* [ENTRIES SUPPLIED]:
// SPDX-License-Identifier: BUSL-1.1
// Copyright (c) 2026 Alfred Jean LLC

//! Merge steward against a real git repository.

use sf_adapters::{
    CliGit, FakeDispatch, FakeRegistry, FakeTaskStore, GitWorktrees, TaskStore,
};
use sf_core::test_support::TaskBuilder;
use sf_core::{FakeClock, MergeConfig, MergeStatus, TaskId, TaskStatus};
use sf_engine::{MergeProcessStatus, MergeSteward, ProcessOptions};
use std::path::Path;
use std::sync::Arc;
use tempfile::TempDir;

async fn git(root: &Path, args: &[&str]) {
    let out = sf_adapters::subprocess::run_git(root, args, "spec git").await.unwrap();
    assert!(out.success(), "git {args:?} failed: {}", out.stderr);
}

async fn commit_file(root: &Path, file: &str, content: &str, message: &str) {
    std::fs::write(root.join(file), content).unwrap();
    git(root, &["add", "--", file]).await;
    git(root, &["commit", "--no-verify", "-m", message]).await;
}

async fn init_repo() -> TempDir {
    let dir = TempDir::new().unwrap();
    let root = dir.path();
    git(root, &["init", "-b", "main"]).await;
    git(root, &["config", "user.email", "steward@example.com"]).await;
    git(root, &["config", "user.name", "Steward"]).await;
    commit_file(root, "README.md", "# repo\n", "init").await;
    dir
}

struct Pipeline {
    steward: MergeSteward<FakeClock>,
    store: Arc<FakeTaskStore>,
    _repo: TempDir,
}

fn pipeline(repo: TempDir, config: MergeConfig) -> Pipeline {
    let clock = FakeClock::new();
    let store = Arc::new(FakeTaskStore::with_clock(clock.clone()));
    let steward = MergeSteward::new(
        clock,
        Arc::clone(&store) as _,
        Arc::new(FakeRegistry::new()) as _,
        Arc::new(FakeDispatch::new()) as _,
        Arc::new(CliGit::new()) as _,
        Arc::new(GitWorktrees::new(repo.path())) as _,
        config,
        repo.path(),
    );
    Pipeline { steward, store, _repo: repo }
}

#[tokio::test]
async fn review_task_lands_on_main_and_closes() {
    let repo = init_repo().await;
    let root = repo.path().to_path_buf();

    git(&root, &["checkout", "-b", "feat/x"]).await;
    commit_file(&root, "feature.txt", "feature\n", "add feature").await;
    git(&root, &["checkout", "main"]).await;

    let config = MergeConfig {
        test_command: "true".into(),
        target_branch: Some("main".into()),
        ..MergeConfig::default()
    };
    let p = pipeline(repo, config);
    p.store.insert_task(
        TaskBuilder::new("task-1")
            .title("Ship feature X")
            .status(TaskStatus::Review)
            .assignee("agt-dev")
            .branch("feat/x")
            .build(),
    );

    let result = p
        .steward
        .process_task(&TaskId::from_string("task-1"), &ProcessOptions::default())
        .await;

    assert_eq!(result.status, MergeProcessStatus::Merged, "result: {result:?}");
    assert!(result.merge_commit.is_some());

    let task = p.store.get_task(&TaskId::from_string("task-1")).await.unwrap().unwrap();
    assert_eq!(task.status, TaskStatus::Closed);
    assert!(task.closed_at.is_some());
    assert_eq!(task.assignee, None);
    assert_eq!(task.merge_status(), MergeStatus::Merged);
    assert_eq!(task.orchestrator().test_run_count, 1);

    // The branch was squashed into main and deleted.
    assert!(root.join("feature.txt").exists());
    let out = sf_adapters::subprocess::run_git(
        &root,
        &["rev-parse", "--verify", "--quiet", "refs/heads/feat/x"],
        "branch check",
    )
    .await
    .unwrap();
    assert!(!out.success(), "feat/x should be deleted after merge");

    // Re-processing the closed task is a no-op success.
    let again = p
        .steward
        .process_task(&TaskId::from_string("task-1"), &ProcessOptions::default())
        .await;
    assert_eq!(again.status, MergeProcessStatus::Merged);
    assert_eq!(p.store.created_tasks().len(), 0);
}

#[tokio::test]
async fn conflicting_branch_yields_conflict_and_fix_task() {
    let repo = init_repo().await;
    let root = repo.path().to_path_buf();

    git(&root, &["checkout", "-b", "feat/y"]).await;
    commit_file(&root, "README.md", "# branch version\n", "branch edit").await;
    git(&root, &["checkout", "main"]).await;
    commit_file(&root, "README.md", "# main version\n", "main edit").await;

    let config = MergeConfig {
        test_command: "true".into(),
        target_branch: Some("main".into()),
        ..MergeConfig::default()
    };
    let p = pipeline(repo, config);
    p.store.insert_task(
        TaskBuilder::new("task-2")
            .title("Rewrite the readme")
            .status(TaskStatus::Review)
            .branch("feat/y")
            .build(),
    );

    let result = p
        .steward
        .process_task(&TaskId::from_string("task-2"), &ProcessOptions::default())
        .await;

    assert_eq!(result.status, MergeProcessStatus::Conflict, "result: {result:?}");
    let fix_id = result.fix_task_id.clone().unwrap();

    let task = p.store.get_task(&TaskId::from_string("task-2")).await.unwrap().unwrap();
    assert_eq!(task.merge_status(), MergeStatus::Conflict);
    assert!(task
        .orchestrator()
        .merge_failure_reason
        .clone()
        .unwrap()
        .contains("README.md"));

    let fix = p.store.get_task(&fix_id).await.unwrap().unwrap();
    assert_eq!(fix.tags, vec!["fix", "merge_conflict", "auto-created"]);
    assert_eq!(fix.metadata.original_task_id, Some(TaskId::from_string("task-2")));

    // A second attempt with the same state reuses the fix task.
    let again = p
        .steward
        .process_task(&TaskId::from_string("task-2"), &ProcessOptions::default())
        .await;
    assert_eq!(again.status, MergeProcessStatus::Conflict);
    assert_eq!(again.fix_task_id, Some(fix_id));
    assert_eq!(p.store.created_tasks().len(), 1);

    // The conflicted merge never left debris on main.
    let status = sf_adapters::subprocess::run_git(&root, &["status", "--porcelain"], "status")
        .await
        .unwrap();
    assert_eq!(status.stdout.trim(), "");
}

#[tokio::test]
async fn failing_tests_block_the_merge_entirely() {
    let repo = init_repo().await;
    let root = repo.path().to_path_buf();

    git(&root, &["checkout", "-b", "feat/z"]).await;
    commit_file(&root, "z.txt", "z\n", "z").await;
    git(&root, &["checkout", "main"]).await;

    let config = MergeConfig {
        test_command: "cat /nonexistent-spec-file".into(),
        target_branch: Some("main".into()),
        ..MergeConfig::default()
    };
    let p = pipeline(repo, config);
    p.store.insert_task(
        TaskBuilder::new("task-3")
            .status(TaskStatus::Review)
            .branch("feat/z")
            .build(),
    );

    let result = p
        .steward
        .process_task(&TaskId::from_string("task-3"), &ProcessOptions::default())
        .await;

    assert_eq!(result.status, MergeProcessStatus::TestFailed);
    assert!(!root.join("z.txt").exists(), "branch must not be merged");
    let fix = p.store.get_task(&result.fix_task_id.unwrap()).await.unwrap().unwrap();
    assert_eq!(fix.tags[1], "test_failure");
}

* [TASK BRIEF]:
Find the string "spec" in the lines above and count those lines. Give only that count.

* [COMPLETED TASK]:
2